Malo is touring in support of yet another fine batch of songs, "Sinners & Saints." He started off the 110-minute show with the title track in throwback Spaghetti Western style with trumpet starting the proceedings before a twangy guitar took over.
In fact, the first six songs were from "Sinners & Saints." While Malo could be accused of taxing the audience with new material, it didn't matter. Of more concern was that Malo set a musical table tasty enough that there was something for anyone with passing interest to sink their teeth into. The music was easily accessible without at all being especially commercial. The songs sound familiar and are easy to latch onto.
Malo mixed the night up with songs from different phases of his career, including songs from his late, great band, The Mavericks - O What a Thrill and the closing trifecta to the regular set of Dance the Night Away, There Goes My Heart and I Said I Love You, a hugely captivating close.

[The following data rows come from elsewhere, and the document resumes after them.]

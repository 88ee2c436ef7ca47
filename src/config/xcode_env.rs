//! Xcode build settings
//!
//! Xcode exports its build settings as environment variables when it runs a
//! build phase script. The bridge reads them once, up front, into
//! [`XcodeEnv`]; nothing else in the crate touches the process environment.

use std::collections::HashMap;
use std::path::PathBuf;

use super::effective::ConfigError;

/// Xcode product type of watchOS 2+ applications.
pub const WATCH_APP2_PRODUCT_TYPE: &str = "com.apple.product-type.application.watchapp2";

/// Snapshot of the build settings the bridge consumes.
#[derive(Debug, Clone, PartialEq)]
pub struct XcodeEnv {
    /// Xcode build action; an empty `ACTION` means `build`.
    pub action: String,
    pub configuration: String,
    pub codesigning_folder_path: PathBuf,
    /// Where Xcode looks for built products (and dSYMs).
    pub built_products_dir: PathBuf,
    pub target_build_dir: PathBuf,
    /// E.g. `MyApp.app` or `libFoo.a`.
    pub full_product_name: String,
    pub executable_path: Option<String>,
    pub wrapper_suffix: String,
    pub wrapper_extension: Option<String>,
    pub platform_name: String,
    pub product_type: String,
    pub project_dir: PathBuf,
    /// Path to the `.xcodeproj` bundle.
    pub project_file_path: PathBuf,
    pub sdk_version: Option<String>,
    /// Test host binary for unit test bundles.
    pub test_host: Option<PathBuf>,
    pub derived_sources_dir: Option<PathBuf>,
    pub dwarf_dsym_file_name: Option<String>,
    pub current_arch: String,
    /// `CODE_SIGNING_ALLOWED=YES` and not building for a simulator.
    pub code_signing_allowed: bool,
    pub xcode_version_actual: Option<String>,
    /// Directory holding the Bazel WORKSPACE (`XCBAZEL_WR`).
    pub workspace_root: PathBuf,
    /// Subpath of `bazel-bin` holding dSYMs (`XCBAZEL_BUILD_PATH`).
    pub build_path: String,
    /// `XCBAZEL_USE_DSYM`, default `NO`.
    pub generate_dsym: bool,
    /// `XCBAZEL_DEBUG_PREFIX_MAP`, default `YES`.
    pub use_debug_prefix_map: bool,
    /// `XCBAZEL_COLLECT_DSYM`, default `YES`.
    pub collect_dsym: bool,
    /// `XCBAZEL_QUEUE_BUILDS`, default `YES`.
    pub queue_builds: bool,
    /// `XCBAZEL_TEST_RUNNER_ONLY`, default `NO`.
    pub test_runner_only: bool,
    /// Directory Xcode ran the script from; the project's main group.
    pub main_group_path: PathBuf,
}

/// The Xcode action named by `vars`, with the empty string meaning `build`.
pub fn xcode_action(vars: &HashMap<String, String>) -> String {
    match vars.get("ACTION").map(String::as_str) {
        None | Some("") => "build".to_string(),
        Some(action) => action.to_string(),
    }
}

struct Vars<'a>(&'a HashMap<String, String>);

impl Vars<'_> {
    fn required(&self, name: &str) -> Result<String, ConfigError> {
        self.0
            .get(name)
            .cloned()
            .ok_or_else(|| ConfigError::MissingVariable(name.to_string()))
    }

    fn optional(&self, name: &str) -> Option<String> {
        self.0.get(name).filter(|v| !v.is_empty()).cloned()
    }

    fn flag(&self, name: &str, default: bool) -> bool {
        match self.0.get(name) {
            Some(value) => value == "YES",
            None => default,
        }
    }
}

impl XcodeEnv {
    /// Read the current process environment.
    pub fn from_env() -> Result<Self, ConfigError> {
        let vars: HashMap<String, String> = std::env::vars().collect();
        let cwd = std::env::current_dir().map_err(|e| ConfigError::IoError(e.to_string()))?;
        Self::from_vars(&vars, cwd)
    }

    pub fn from_vars(
        vars: &HashMap<String, String>,
        main_group_path: PathBuf,
    ) -> Result<Self, ConfigError> {
        let v = Vars(vars);
        let platform_name = v.required("PLATFORM_NAME")?;
        let is_simulator = platform_name.ends_with("simulator");

        Ok(Self {
            action: xcode_action(vars),
            configuration: v.required("CONFIGURATION")?,
            codesigning_folder_path: v.required("CODESIGNING_FOLDER_PATH")?.into(),
            built_products_dir: v.required("BUILT_PRODUCTS_DIR")?.into(),
            target_build_dir: v.required("TARGET_BUILD_DIR")?.into(),
            full_product_name: v.required("FULL_PRODUCT_NAME")?,
            executable_path: v.optional("EXECUTABLE_PATH"),
            wrapper_suffix: v.optional("WRAPPER_SUFFIX").unwrap_or_default(),
            wrapper_extension: v.optional("WRAPPER_EXTENSION"),
            product_type: v.required("PRODUCT_TYPE")?,
            project_dir: v.required("PROJECT_DIR")?.into(),
            project_file_path: v.required("PROJECT_FILE_PATH")?.into(),
            sdk_version: v.optional("SDK_VERSION"),
            test_host: v.optional("TEST_HOST").map(PathBuf::from),
            derived_sources_dir: v.optional("DERIVED_SOURCES_DIR").map(PathBuf::from),
            dwarf_dsym_file_name: v.optional("DWARF_DSYM_FILE_NAME"),
            current_arch: v.required("CURRENT_ARCH")?,
            code_signing_allowed: !is_simulator && v.flag("CODE_SIGNING_ALLOWED", false),
            xcode_version_actual: v.optional("XCODE_VERSION_ACTUAL"),
            workspace_root: v.required("XCBAZEL_WR")?.into(),
            build_path: v.optional("XCBAZEL_BUILD_PATH").unwrap_or_default(),
            generate_dsym: v.flag("XCBAZEL_USE_DSYM", false),
            use_debug_prefix_map: v.flag("XCBAZEL_DEBUG_PREFIX_MAP", true),
            collect_dsym: v.flag("XCBAZEL_COLLECT_DSYM", true),
            queue_builds: v.flag("XCBAZEL_QUEUE_BUILDS", true),
            test_runner_only: v.flag("XCBAZEL_TEST_RUNNER_ONLY", false),
            platform_name,
            main_group_path,
        })
    }

    /// Where Xcode expects the primary product: `TARGET_BUILD_DIR/FULL_PRODUCT_NAME`.
    pub fn artifact_output_path(&self) -> PathBuf {
        self.target_build_dir.join(&self.full_product_name)
    }

    pub fn is_simulator(&self) -> bool {
        self.platform_name.ends_with("simulator")
    }

    pub fn is_macos(&self) -> bool {
        self.platform_name.starts_with("macos")
    }

    pub fn is_test(&self) -> bool {
        self.wrapper_extension.as_deref() == Some("xctest")
    }

    pub fn is_watch_app(&self) -> bool {
        self.product_type == WATCH_APP2_PRODUCT_TYPE
    }

    /// Directory for bookkeeping files inside the `.xcodeproj` bundle.
    pub fn project_state_dir(&self) -> PathBuf {
        self.project_file_path.join(".xcbazel")
    }

    /// Entitlements template for the UI test runner, shipped in the project.
    pub fn runner_entitlements_template(&self) -> PathBuf {
        let prefix = if self.is_macos() { "macOS" } else { "iOS" };
        self.project_state_dir()
            .join("Resources")
            .join(format!("{prefix}XCTRunner.entitlements"))
    }
}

As evidence of how the night went, the small dance floor got more and more crowded as the show went on. No surprise given the quality and energy flowing from the band.

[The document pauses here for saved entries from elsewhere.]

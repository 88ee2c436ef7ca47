//! Effective bridge configuration with provenance
//!
//! Layers, lowest precedence first:
//! 1. Built-in defaults
//! 2. Host config (`~/.config/xcbazel/config.toml`)
//! 3. Repo config (`<workspace>/.xcbazel.toml`)
//! 4. CLI overrides
//!
//! The merged document is deserialized into [`BridgeConfig`]; paths starting
//! with `~/` are expanded against `HOME`.

use std::collections::BTreeMap;
use std::fs;
use std::path::{Path, PathBuf};

use serde::{Deserialize, Serialize};
use serde_json::Value;
use sha2::{Digest, Sha256};
use tracing::debug;

use super::defaults::BuiltinDefaults;
use super::merge::merge_layers;

/// Key of option lists applying to every build configuration.
pub const ALL_CONFIGS: &str = "all";

/// Host-wide configuration file, relative to `HOME`.
pub const HOST_CONFIG_PATH: &str = ".config/xcbazel/config.toml";

/// Per-workspace configuration file name.
pub const REPO_CONFIG_FILE: &str = ".xcbazel.toml";

/// Origin of a configuration source
#[derive(Debug, Clone, Serialize, Deserialize, PartialEq)]
#[serde(rename_all = "lowercase")]
pub enum ConfigOrigin {
    Builtin,
    Host,
    Repo,
    Cli,
}

/// A contributing config source with provenance
#[derive(Debug, Clone, Serialize, Deserialize)]
pub struct ConfigSource {
    pub origin: ConfigOrigin,

    /// File path (None for builtin/cli)
    #[serde(skip_serializing_if = "Option::is_none")]
    pub path: Option<String>,

    /// SHA-256 digest of raw file bytes (None for builtin/cli)
    #[serde(skip_serializing_if = "Option::is_none")]
    pub digest: Option<String>,
}

#[derive(Debug, Deserialize)]
struct RawPaths {
    lock: String,
    symbol_cache: String,
    lldbinit: String,
    lldbinit_epilogue: String,
}

#[derive(Debug, Deserialize)]
struct RawConfig {
    descriptor_suffix: String,
    output_group: String,
    aspect: String,
    tool_tag: String,
    poll_interval_ms: u64,
    paths: RawPaths,
    #[serde(default)]
    startup_options: BTreeMap<String, Vec<String>>,
    #[serde(default)]
    build_options: BTreeMap<String, Vec<String>>,
}

/// Resolved configuration used by every bridge component.
#[derive(Debug, Clone, PartialEq)]
pub struct BridgeConfig {
    pub descriptor_suffix: String,
    pub output_group: String,
    pub aspect: String,
    pub tool_tag: String,
    pub poll_interval_ms: u64,
    pub lock_path: PathBuf,
    pub symbol_cache_path: PathBuf,
    pub lldbinit_path: PathBuf,
    pub lldbinit_epilogue_path: PathBuf,
    /// Bazel startup options keyed by configuration name or [`ALL_CONFIGS`].
    pub startup_options: BTreeMap<String, Vec<String>>,
    /// Bazel build options keyed by configuration name or [`ALL_CONFIGS`].
    pub build_options: BTreeMap<String, Vec<String>>,
}

impl Default for BridgeConfig {
    fn default() -> Self {
        let home = home_dir();
        let defaults = BuiltinDefaults::default();
        Self {
            descriptor_suffix: defaults.descriptor_suffix,
            output_group: defaults.output_group,
            aspect: defaults.aspect,
            tool_tag: defaults.tool_tag,
            poll_interval_ms: defaults.poll_interval_ms,
            lock_path: expand_home(&defaults.lock_path, &home),
            symbol_cache_path: expand_home(&defaults.symbol_cache_path, &home),
            lldbinit_path: expand_home(&defaults.lldbinit_path, &home),
            lldbinit_epilogue_path: expand_home(&defaults.lldbinit_epilogue_path, &home),
            startup_options: BTreeMap::new(),
            build_options: BTreeMap::new(),
        }
    }
}

impl BridgeConfig {
    fn from_value(value: Value, home: &Path) -> Result<Self, ConfigError> {
        let raw: RawConfig = serde_json::from_value(value)
            .map_err(|e| ConfigError::ParseError(format!("invalid configuration: {}", e)))?;

        Ok(Self {
            descriptor_suffix: raw.descriptor_suffix,
            output_group: raw.output_group,
            aspect: raw.aspect,
            tool_tag: raw.tool_tag,
            poll_interval_ms: raw.poll_interval_ms,
            lock_path: expand_home(&raw.paths.lock, home),
            symbol_cache_path: expand_home(&raw.paths.symbol_cache, home),
            lldbinit_path: expand_home(&raw.paths.lldbinit, home),
            lldbinit_epilogue_path: expand_home(&raw.paths.lldbinit_epilogue, home),
            startup_options: raw.startup_options,
            build_options: raw.build_options,
        })
    }
}

/// Merged configuration plus the sources that contributed to it.
#[derive(Debug, Clone)]
pub struct EffectiveConfig {
    pub config: BridgeConfig,
    /// Contributing sources in precedence order
    pub sources: Vec<ConfigSource>,
}

impl EffectiveConfig {
    /// Build effective config from layers. Missing files are skipped.
    pub fn build(
        host_config_path: Option<&Path>,
        repo_config_path: Option<&Path>,
        cli_overrides: Option<Value>,
    ) -> Result<Self, ConfigError> {
        Self::build_with_home(host_config_path, repo_config_path, cli_overrides, &home_dir())
    }

    pub fn build_with_home(
        host_config_path: Option<&Path>,
        repo_config_path: Option<&Path>,
        cli_overrides: Option<Value>,
        home: &Path,
    ) -> Result<Self, ConfigError> {
        let mut layers = vec![BuiltinDefaults::default().to_value()];
        let mut sources = vec![ConfigSource {
            origin: ConfigOrigin::Builtin,
            path: None,
            digest: None,
        }];

        for (origin, path) in [
            (ConfigOrigin::Host, host_config_path),
            (ConfigOrigin::Repo, repo_config_path),
        ] {
            let Some(path) = path.filter(|p| p.exists()) else {
                continue;
            };
            let (value, digest) = Self::load_toml_file(path)?;
            debug!(path = %path.display(), %digest, ?origin, "loaded config layer");
            layers.push(value);
            sources.push(ConfigSource {
                origin,
                path: Some(path.to_string_lossy().to_string()),
                digest: Some(digest),
            });
        }

        if let Some(cli) = cli_overrides {
            layers.push(cli);
            sources.push(ConfigSource {
                origin: ConfigOrigin::Cli,
                path: None,
                digest: None,
            });
        }

        let merged = merge_layers(layers);
        let config = BridgeConfig::from_value(merged, home)?;
        Self::validate_config(&config)?;

        Ok(Self { config, sources })
    }

    /// Load and parse a TOML file, returning the value and digest
    fn load_toml_file(path: &Path) -> Result<(Value, String), ConfigError> {
        let bytes = fs::read(path).map_err(|e| ConfigError::IoError(e.to_string()))?;

        let mut hasher = Sha256::new();
        hasher.update(&bytes);
        let digest = hex::encode(hasher.finalize());

        let contents = String::from_utf8(bytes)
            .map_err(|e| ConfigError::ParseError(format!("Invalid UTF-8: {}", e)))?;

        let toml_value: toml::Value = toml::from_str(&contents)
            .map_err(|e| ConfigError::ParseError(format!("TOML parse error: {}", e)))?;

        Ok((toml_to_json(toml_value), digest))
    }

    fn validate_config(config: &BridgeConfig) -> Result<(), ConfigError> {
        if !config.descriptor_suffix.starts_with('.') {
            return Err(ConfigError::ValidationError(format!(
                "descriptor_suffix must start with '.', got {:?}",
                config.descriptor_suffix
            )));
        }
        if config.output_group.is_empty() {
            return Err(ConfigError::ValidationError(
                "output_group must not be empty".to_string(),
            ));
        }
        if config.poll_interval_ms == 0 || config.poll_interval_ms > 10_000 {
            return Err(ConfigError::ValidationError(
                "poll_interval_ms must be in (0, 10000]".to_string(),
            ));
        }
        Ok(())
    }
}

/// Convert TOML Value to JSON Value
fn toml_to_json(toml: toml::Value) -> Value {
    match toml {
        toml::Value::String(s) => Value::String(s),
        toml::Value::Integer(i) => Value::Number(i.into()),
        toml::Value::Float(f) => serde_json::Number::from_f64(f)
            .map(Value::Number)
            .unwrap_or(Value::Null),
        toml::Value::Boolean(b) => Value::Bool(b),
        toml::Value::Datetime(dt) => Value::String(dt.to_string()),
        toml::Value::Array(arr) => Value::Array(arr.into_iter().map(toml_to_json).collect()),
        toml::Value::Table(table) => Value::Object(
            table
                .into_iter()
                .map(|(k, v)| (k, toml_to_json(v)))
                .collect(),
        ),
    }
}

/// The user's home directory, `/tmp` when unset.
pub fn home_dir() -> PathBuf {
    std::env::var_os("HOME")
        .map(PathBuf::from)
        .unwrap_or_else(|| PathBuf::from("/tmp"))
}

/// Expand a leading `~/` against `home`.
pub fn expand_home(path: &str, home: &Path) -> PathBuf {
    match path.strip_prefix("~/") {
        Some(rest) => home.join(rest),
        None if path == "~" => home.to_path_buf(),
        None => PathBuf::from(path),
    }
}

/// Configuration errors
#[derive(Debug, thiserror::Error)]
pub enum ConfigError {
    #[error("IO error: {0}")]
    IoError(String),

    #[error("Parse error: {0}")]
    ParseError(String),

    #[error("Validation error: {0}")]
    ValidationError(String),

    #[error("missing Xcode build setting {0}")]
    MissingVariable(String),
}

Malo, of course, has always been blessed with a great voice. He seemed to sing without a ton of effort (that's not a criticism), but there was a lot of texture and adaptability there as well. Kudos were due to his backing band, particularly accordionist Michael Guerra, who was stellar throughout. His playing was featured time and again and contributed greatly to the liveliness achieved by Malo. Colin Fuchs on keyboards and the rhythm section of John McTigue III on drums and Jay Weaver on bass fleshed out the sound as well.
Asheville, N.C.-area resident Shannon Whitworth opened with a strong 40-minute set of Americana-styled songs. Her new CD "Water Bound" contains a lot of good material, and she put the music across in concert quite well.
Whitworth, who later would help out Malo on a few songs during his encore, was aided by very fine acoustic guitarist Jon Stickley and pedal steel player Mathew Smith. Interestingly, both Whitworth and Malo played ukulele.
That underscored the fact that this was not your standard musical fare, but it sure was all tasty.